» Task objective:
Work through the data below and give the number of lines holding "NsDecl", nothing more.

» Stored data:

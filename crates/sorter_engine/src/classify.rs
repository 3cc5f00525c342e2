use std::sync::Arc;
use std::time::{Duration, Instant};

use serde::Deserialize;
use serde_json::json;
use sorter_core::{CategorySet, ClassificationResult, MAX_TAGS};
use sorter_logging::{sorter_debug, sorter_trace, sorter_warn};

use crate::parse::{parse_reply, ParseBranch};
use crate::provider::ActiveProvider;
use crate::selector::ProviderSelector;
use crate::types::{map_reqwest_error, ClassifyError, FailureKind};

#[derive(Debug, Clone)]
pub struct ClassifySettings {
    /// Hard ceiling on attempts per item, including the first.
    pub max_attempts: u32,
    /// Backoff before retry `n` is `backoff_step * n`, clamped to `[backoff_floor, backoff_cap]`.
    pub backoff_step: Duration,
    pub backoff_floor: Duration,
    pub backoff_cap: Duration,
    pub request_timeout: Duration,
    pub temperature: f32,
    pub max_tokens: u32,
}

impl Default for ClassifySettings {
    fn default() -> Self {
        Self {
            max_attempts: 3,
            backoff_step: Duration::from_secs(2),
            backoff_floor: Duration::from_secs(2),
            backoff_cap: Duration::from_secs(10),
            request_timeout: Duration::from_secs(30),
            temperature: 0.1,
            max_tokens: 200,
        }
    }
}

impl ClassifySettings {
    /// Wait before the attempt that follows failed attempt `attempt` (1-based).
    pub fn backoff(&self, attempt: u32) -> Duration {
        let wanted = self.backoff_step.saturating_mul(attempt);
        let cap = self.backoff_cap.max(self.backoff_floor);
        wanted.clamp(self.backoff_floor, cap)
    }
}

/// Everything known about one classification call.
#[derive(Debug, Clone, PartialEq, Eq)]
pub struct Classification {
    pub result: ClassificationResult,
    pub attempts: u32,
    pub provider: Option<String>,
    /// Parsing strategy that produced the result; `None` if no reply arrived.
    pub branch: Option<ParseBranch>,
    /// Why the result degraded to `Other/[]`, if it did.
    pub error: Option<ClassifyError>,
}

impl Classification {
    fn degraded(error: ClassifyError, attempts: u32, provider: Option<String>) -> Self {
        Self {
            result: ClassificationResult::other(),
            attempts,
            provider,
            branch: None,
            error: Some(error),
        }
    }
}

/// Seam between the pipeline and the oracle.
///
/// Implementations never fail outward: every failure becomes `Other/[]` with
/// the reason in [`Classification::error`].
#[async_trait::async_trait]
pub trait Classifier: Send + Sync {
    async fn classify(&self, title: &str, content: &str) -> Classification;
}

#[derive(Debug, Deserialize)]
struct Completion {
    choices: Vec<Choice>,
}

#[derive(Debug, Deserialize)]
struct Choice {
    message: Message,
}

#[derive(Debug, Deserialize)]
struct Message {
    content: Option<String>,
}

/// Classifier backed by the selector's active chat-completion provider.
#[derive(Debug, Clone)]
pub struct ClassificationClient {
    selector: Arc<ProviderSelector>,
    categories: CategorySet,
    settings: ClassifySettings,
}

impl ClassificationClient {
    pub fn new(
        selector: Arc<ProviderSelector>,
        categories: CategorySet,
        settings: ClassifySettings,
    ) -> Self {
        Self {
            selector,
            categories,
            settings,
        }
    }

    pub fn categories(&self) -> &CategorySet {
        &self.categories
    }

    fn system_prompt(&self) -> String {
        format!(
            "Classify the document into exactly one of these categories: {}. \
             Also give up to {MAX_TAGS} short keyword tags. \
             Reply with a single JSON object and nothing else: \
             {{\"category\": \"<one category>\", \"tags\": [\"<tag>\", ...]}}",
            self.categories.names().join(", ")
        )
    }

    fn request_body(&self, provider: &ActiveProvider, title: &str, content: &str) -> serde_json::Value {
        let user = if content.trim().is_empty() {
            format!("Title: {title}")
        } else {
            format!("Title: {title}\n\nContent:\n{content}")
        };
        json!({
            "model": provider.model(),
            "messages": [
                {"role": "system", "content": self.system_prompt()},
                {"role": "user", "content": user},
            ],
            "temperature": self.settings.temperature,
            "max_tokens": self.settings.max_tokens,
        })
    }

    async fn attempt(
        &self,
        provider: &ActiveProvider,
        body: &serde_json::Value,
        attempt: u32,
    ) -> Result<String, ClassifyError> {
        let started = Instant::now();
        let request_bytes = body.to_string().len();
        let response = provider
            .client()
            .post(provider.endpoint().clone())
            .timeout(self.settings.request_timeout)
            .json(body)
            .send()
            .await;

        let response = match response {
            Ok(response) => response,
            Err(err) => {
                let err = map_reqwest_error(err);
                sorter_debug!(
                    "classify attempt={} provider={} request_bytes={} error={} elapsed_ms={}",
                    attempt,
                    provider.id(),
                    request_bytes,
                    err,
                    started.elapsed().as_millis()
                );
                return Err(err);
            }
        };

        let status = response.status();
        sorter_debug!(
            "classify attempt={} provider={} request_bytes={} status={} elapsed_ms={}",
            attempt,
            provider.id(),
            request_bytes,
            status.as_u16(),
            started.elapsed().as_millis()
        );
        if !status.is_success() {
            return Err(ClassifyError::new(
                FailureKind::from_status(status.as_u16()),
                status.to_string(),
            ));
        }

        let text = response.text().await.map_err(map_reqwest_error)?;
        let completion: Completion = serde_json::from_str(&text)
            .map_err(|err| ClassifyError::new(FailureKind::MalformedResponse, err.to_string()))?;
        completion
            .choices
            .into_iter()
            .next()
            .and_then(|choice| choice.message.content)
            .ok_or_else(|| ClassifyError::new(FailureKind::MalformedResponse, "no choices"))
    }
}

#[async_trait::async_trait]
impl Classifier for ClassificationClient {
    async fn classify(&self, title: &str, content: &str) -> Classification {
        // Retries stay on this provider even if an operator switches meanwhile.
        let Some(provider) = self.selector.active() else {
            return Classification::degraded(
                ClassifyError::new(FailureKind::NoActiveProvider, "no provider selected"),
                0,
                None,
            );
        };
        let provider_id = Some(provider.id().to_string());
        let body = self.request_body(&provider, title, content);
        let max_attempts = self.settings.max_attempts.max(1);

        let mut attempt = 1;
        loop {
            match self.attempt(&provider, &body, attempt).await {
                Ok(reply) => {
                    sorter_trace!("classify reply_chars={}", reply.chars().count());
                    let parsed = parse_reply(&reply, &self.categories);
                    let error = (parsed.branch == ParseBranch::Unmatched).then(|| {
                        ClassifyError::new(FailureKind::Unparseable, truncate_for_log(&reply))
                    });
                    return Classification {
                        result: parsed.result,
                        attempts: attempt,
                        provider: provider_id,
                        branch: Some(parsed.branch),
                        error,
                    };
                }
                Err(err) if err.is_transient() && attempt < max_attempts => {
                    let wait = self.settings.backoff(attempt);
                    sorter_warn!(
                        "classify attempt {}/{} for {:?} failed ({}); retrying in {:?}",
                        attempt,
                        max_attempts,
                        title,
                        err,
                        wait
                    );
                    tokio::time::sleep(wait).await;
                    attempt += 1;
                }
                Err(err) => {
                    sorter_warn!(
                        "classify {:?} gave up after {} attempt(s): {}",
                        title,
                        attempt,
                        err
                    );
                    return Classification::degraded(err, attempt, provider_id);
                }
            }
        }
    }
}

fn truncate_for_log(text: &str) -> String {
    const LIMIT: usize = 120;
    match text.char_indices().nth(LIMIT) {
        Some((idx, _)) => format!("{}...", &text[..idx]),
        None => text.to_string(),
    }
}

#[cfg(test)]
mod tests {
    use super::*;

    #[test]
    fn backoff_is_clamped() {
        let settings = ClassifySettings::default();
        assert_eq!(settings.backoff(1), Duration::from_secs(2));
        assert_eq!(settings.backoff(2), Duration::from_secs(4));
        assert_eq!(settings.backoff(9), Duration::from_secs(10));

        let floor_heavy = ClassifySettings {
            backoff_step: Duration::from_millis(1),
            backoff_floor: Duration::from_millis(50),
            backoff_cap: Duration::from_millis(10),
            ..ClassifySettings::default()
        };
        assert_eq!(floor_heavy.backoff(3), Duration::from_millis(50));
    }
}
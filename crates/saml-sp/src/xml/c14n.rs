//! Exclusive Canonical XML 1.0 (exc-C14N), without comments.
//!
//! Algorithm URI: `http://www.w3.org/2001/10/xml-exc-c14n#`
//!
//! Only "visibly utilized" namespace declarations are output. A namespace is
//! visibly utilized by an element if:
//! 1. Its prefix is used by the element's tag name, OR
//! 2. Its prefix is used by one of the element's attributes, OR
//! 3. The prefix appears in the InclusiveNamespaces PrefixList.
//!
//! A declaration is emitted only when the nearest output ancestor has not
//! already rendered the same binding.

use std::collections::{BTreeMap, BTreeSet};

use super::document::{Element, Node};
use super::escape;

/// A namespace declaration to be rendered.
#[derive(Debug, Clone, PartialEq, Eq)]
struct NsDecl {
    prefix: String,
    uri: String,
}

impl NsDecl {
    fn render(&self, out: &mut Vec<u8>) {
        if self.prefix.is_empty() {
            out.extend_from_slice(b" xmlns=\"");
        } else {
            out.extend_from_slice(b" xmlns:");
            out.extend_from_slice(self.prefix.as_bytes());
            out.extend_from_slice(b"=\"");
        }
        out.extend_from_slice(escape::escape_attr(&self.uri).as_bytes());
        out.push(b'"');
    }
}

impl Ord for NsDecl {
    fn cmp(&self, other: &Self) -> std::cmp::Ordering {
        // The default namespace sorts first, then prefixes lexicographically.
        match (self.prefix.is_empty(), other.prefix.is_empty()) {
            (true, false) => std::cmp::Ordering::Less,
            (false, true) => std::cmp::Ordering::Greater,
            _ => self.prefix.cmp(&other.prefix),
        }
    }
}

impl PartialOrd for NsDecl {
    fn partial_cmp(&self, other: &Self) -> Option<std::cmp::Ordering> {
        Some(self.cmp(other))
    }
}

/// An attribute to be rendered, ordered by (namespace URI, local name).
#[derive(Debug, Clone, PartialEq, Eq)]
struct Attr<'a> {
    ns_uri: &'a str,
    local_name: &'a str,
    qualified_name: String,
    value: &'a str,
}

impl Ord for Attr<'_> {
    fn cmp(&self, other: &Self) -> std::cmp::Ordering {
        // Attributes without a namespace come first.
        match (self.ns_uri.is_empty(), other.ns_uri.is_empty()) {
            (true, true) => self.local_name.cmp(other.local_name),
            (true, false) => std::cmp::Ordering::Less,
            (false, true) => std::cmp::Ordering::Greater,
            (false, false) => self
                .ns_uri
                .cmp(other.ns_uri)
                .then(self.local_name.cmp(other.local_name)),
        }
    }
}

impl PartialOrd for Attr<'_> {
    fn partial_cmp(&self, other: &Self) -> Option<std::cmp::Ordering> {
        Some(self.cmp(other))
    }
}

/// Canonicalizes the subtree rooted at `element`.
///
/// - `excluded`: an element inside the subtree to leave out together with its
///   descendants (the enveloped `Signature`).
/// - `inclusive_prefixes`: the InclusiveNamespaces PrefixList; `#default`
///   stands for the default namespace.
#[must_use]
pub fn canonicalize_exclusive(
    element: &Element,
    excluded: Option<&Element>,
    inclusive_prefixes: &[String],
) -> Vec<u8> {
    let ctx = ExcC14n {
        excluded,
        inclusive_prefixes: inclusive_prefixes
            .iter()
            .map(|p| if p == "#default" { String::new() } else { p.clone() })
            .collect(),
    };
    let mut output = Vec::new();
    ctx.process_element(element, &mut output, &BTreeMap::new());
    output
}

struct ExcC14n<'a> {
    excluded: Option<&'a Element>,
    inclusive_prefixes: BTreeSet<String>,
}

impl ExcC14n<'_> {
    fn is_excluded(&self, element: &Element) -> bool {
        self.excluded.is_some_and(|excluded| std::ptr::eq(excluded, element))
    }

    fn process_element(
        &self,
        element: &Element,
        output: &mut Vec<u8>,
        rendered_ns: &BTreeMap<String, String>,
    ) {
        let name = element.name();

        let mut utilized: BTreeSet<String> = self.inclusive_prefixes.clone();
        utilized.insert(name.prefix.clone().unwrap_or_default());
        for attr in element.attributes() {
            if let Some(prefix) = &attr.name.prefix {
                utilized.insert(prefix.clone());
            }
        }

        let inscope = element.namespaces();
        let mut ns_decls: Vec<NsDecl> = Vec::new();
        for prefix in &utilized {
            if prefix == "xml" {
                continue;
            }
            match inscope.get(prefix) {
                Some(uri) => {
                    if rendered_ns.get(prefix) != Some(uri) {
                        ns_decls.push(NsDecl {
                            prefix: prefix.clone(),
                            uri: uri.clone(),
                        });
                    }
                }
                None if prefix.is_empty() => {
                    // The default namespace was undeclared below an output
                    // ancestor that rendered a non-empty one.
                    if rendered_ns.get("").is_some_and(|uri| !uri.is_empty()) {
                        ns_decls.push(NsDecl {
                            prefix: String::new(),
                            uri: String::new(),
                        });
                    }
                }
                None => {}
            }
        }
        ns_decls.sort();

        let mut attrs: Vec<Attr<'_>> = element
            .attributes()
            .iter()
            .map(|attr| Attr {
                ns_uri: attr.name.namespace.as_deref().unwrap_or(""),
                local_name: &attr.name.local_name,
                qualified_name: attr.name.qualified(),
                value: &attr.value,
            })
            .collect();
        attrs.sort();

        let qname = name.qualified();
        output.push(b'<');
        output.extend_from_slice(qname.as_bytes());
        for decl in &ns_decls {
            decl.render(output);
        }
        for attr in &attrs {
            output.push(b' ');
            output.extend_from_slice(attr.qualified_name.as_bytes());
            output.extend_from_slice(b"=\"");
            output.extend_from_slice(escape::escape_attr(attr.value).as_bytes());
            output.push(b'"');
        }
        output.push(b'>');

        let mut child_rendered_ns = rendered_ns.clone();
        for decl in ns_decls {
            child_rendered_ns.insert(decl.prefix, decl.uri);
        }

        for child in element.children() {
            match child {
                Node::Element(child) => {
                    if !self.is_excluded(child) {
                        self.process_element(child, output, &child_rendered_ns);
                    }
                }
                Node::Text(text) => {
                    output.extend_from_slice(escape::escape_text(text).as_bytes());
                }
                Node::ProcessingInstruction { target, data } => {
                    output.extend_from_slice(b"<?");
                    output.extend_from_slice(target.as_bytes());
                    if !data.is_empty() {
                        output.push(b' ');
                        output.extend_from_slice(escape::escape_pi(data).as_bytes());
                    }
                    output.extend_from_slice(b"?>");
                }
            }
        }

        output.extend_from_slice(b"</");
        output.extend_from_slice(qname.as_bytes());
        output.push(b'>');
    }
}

» Written response:
7